Check out this great list too, by Dr. Tian Dayton, whom I just discovered this week and has written wonderfully insightful—and accessible—posts about ACs.

There's also my list of the good qualities of ACs.



Depressed people (mildly depressed, like with Dysthymia) share these symptoms in common:

  • Difficulty Making Decisions
  • Low Self-Esteem
  • Can’t Stay Asleep (Insomnia)
  • Eating and Appetite Changes (Eating A Lot, or Too Little)
  • Sadness That We Cannot Shake
  • Recurring, Persistent Aches & Pains
  • Loneliness and Isolation
  • OCD – Obsessive and Compulsive Behaviors

A list of additional symptoms may be of interest to you (from Harvard).
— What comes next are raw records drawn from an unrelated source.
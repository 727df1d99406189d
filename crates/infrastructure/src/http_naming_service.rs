use async_trait::async_trait;
use ondemand_application::NamingService;
use ondemand_core::{AppError, AppResult};
use ondemand_domain::DnsRecord;
use serde_json::{Value, json};

/// HTTP adapter for the hosted-zone change API.
#[derive(Clone)]
pub struct HttpNamingService {
    http_client: reqwest::Client,
    base_url: reqwest::Url,
    zone_id: String,
    api_token: Option<String>,
}

impl HttpNamingService {
    /// Creates a naming service adapter for one hosted zone.
    pub fn new(
        http_client: reqwest::Client,
        base_url: &str,
        zone_id: impl Into<String>,
        api_token: Option<String>,
    ) -> AppResult<Self> {
        let base_url = reqwest::Url::parse(base_url).map_err(|error| {
            AppError::Validation(format!(
                "invalid naming service base url '{base_url}': {error}"
            ))
        })?;
        let zone_id = zone_id.into();
        if zone_id.trim().is_empty() {
            return Err(AppError::Validation(
                "naming service zone id must not be empty".to_owned(),
            ));
        }

        Ok(Self {
            http_client,
            base_url,
            zone_id,
            api_token,
        })
    }

    fn changes_url(&self) -> AppResult<reqwest::Url> {
        let mut url = self.base_url.clone();
        url.path_segments_mut()
            .map_err(|()| {
                AppError::Validation("naming service base url cannot carry a path".to_owned())
            })?
            .pop_if_empty()
            .extend(["zones", self.zone_id.as_str(), "changes"]);
        Ok(url)
    }
}

fn upsert_change_payload(record: &DnsRecord) -> Value {
    json!({
        "changes": [{
            "action": "UPSERT",
            "record": {
                "name": record.name(),
                "type": record.record_type().as_str(),
                "ttl": record.ttl_seconds(),
                "records": [{ "value": record.address().to_string() }],
            },
        }],
    })
}

#[async_trait]
impl NamingService for HttpNamingService {
    async fn upsert_record(&self, record: &DnsRecord) -> AppResult<()> {
        let mut builder = self
            .http_client
            .post(self.changes_url()?)
            .json(&upsert_change_payload(record));
        if let Some(token) = self.api_token.as_deref() {
            builder = builder.bearer_auth(token);
        }

        let response = builder.send().await.map_err(|error| {
            AppError::NamingUpdateFailed(format!(
                "failed to upsert record '{}': {error}",
                record.name()
            ))
        })?;

        let status = response.status();
        if !status.is_success() {
            let body = response
                .text()
                .await
                .unwrap_or_else(|_| "<response body unavailable>".to_owned());
            return Err(AppError::NamingUpdateFailed(format!(
                "upsert of record '{}' failed with status {status}: {body}",
                record.name()
            )));
        }

        Ok(())
    }
}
Right, these are, by and large, the same lists! The question I’m asking myself is, is depression isolated, or the result of a chaotic and sad, sad, sad childhood?  Where did it begin?  You might be asking, “Are all children of alcoholics and people from chaotic childhoods depressed?!” I have to wonder of myself, “Is it possible that I’ve been depressed for a long, long time and for so long that it is just a part of my personality to have “down” moments and days?”  Is it me at the helm, or a ghost of my girl-self?  Maybe the girl, maybe the woman.  Maybe both. 
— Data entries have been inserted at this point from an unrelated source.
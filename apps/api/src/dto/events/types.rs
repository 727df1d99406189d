use serde::{Deserialize, Serialize};
use ts_rs::TS;

/// Incoming "workload running" notification.
///
/// Accepts the flat form or a platform task state-change envelope.
#[derive(Debug, Deserialize, TS)]
#[serde(untagged)]
#[ts(
    export,
    export_to = "../../../packages/api-types/src/generated/workload-running-event-request.ts"
)]
pub enum WorkloadRunningEventRequest {
    Flat {
        cluster_id: String,
        task_id: String,
    },
    StateChange {
        detail: TaskStateChangeDetailRequest,
    },
}

/// Detail block of a task state-change envelope.
#[derive(Debug, Deserialize, TS)]
#[serde(rename_all = "camelCase")]
#[ts(
    export,
    export_to = "../../../packages/api-types/src/generated/task-state-change-detail-request.ts"
)]
pub struct TaskStateChangeDetailRequest {
    pub cluster_arn: String,
    pub task_arn: String,
    #[serde(default)]
    pub last_status: Option<String>,
}

/// Acknowledgement for one processed event.
#[derive(Debug, Serialize, TS)]
#[ts(
    export,
    export_to = "../../../packages/api-types/src/generated/event-acknowledgement-response.ts"
)]
pub struct EventAcknowledgementResponse {
    /// `published` or `ignored`.
    pub status: &'static str,
    pub record_name: Option<String>,
    pub address: Option<String>,
    pub ttl_seconds: Option<u32>,
}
We grew up to mimic and/or seek out the same kind of chaotic lifestyle that we grew up within, whether consciously or not.  We were raised by sick people, and we’re easily drawn to them or to being sick ourselves.  It’s what we have known.  (This is para-alcoholism, which is important to understand if you’re going to disengage from the life blueprint you were given.  This is my post about para-alcoholism.) 

It’s possible that we aren’t truly depressed, but are wearing a “cloak” of depression that we inherited from our family.  That is, one or both of our parents was very likely depressed (alcoholism and depression are often one thing medicated by another), and we were raised within a depressive environment—which trains us to behave like depressed people:  inconsistent, moody, and distanced.   


It’s also possible we’re depressed because we had sad childhoods, inconsistent childhoods, childhoods with hot-and-cold emotionally unavailable parents, and we’re just plain bummed.  Who can blame us? 


It’s also possible that there’s so little distinction between our symptoms from growing up as children of alcoholics and depression, that it’s pointless to differentiate the two—and that treating one/both is best, whatever the original problem may be. 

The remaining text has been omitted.